- 2 tbsp avocado oil
- 1 block extra-firm tofu, pressed and cut into small cubes
- 1/2 tbsp avocado oil
- 2 garlic cloves, chopped
- 1 1/2 tablespoon arrowroot powder
- 2 tbsp liquid aminos
- 1 tbsp rice vinegar
- 1 tbsp hoisin sauce
- 1 tsp coconut sugar
- 2 tsp chili paste
- Black Sesame Seeds
- Cilantro to top
- Jasmine rice to serve with
- In a small mixing bowl whisk together the ingredients for the sauce and set aside.
- Put the cubed tofu in a large mixing bowl and sprinkle the 1 1/2 tbsp arrowroot and 1/2 tsp salt and toss to coat the tofu.

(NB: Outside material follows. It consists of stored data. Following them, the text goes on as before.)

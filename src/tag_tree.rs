use serde::Serialize;
use std::collections::{BTreeMap, HashMap, HashSet};

use crate::entries::Entry;

/// Path of the synthetic root holding every entry.
pub const ALL_PATH: &str = "__ALL__";
/// Name and path of the bucket for entries without tags.
pub const UNTAGGED: &str = "Untagged";

const ROOT_NAME: &str = "All";

/// One segment of a `/` delimited tag path.
///
/// `ids` holds every entry tagged with this path or any path below it, so a
/// node's set is always the union of its children's sets plus its own
/// directly tagged entries. Children carry no ordering; use
/// [`TagNode::sorted_children`] for display.
#[derive(Debug, Clone, PartialEq, Eq)]
pub struct TagNode {
    pub name: String,
    pub path: String,
    pub children: HashMap<String, TagNode>,
    pub ids: HashSet<String>,
}

impl TagNode {
    fn new(name: &str, path: &str) -> Self {
        Self {
            name: name.to_string(),
            path: path.to_string(),
            children: HashMap::new(),
            ids: HashSet::new(),
        }
    }

    /// Number of unique entries under this node.
    pub fn count(&self) -> usize {
        self.ids.len()
    }

    pub fn child(&self, name: &str) -> Option<&TagNode> {
        self.children.get(name)
    }

    /// Look up a node by full path, `__ALL__` or `Untagged`.
    pub fn find(&self, path: &str) -> Option<&TagNode> {
        if path == ALL_PATH {
            return Some(self);
        }
        if path == UNTAGGED {
            return self.child(UNTAGGED);
        }
        split_path(path)
            .into_iter()
            .try_fold(self, |node, segment| node.child(segment))
    }

    /// Children by descending count, then name.
    pub fn sorted_children(&self) -> Vec<&TagNode> {
        let mut kids: Vec<&TagNode> = self.children.values().collect();
        kids.sort_by(|a, b| b.count().cmp(&a.count()).then_with(|| a.name.cmp(&b.name)));
        kids
    }

    pub fn view(&self) -> TagTreeView {
        TagTreeView {
            name: self.name.clone(),
            path: self.path.clone(),
            count: self.count(),
            children: self
                .children
                .iter()
                .map(|(name, child)| (name.clone(), child.view()))
                .collect(),
        }
    }

    fn child_mut_or_insert(&mut self, segment: &str) -> &mut TagNode {
        let path = if self.path == ALL_PATH {
            segment.to_string()
        } else {
            format!("{}/{segment}", self.path)
        };
        self.children
            .entry(segment.to_string())
            .or_insert_with(|| TagNode::new(segment, &path))
    }
}

/// Serializable tree with counts instead of id sets, children keyed by name.
#[derive(Debug, Clone, PartialEq, Eq, Serialize)]
pub struct TagTreeView {
    pub name: String,
    pub path: String,
    pub count: usize,
    pub children: BTreeMap<String, TagTreeView>,
}

/// Trimmed, non-empty segments: `"a//b/"` → `["a", "b"]`.
pub fn split_path(path: &str) -> Vec<&str> {
    path.split('/')
        .map(str::trim)
        .filter(|s| !s.is_empty())
        .collect()
}

/// Build the navigation tree. Entries with an empty id are skipped.
pub fn build_tag_tree<'a, I>(entries: I) -> TagNode
where
    I: IntoIterator<Item = &'a Entry>,
{
    let mut root = TagNode::new(ROOT_NAME, ALL_PATH);
    root.children
        .insert(UNTAGGED.to_string(), TagNode::new(UNTAGGED, UNTAGGED));

    for entry in entries {
        if !entry.has_id() {
            continue;
        }
        root.ids.insert(entry.id.clone());

        if entry.is_untagged() {
            if let Some(untagged) = root.children.get_mut(UNTAGGED) {
                untagged.ids.insert(entry.id.clone());
            }
            continue;
        }

        for tag in &entry.tags {
            let segments = split_path(tag);
            if segments.is_empty() {
                continue;
            }
            let mut node = &mut root;
            for segment in segments {
                node = node.child_mut_or_insert(segment);
                node.ids.insert(entry.id.clone());
            }
        }
    }

    log::debug!(
        "built tag tree: {} entries, {} top level nodes",
        root.count(),
        root.children.len()
    );

    root
}

/// Entries belonging to the tree node at `path`.
///
/// A tag matches when it equals `path` or continues it with `/`, so
/// `dev/go` is under `dev` but not under `dev/g`.
pub fn filter_by_path<'a, I>(entries: I, path: &str) -> Vec<&'a Entry>
where
    I: IntoIterator<Item = &'a Entry>,
{
    let entries = entries.into_iter().filter(|e| e.has_id());
    match path {
        ALL_PATH => entries.collect(),
        UNTAGGED => entries.filter(|e| e.is_untagged()).collect(),
        prefix => {
            let child_prefix = format!("{prefix}/");
            entries
                .filter(|e| {
                    e.tags.iter().map(|t| t.trim()).any(|t| {
                        t == prefix || t.starts_with(&child_prefix)
                    })
                })
                .collect()
        }
    }
}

- Heat a wok or large skillet over high heat. When hot add the 2 tbsp of oil then add the tofu. Fry for 7-8 minutes, flipping every couple of minutes, until golden and crispy on all sides.
- In the wok add in the sauce. Fry for about 15-30 seconds, stirring constantly, until a shade darker and toasted. Add the minced garlic and sauté for another 30 seconds, stirring constantly.
- Steam your broccoli or stir fry until bright green and charred, about 2-3 minutes.
- Serve the kung pao tofu with jasmine rice and enjoy hot.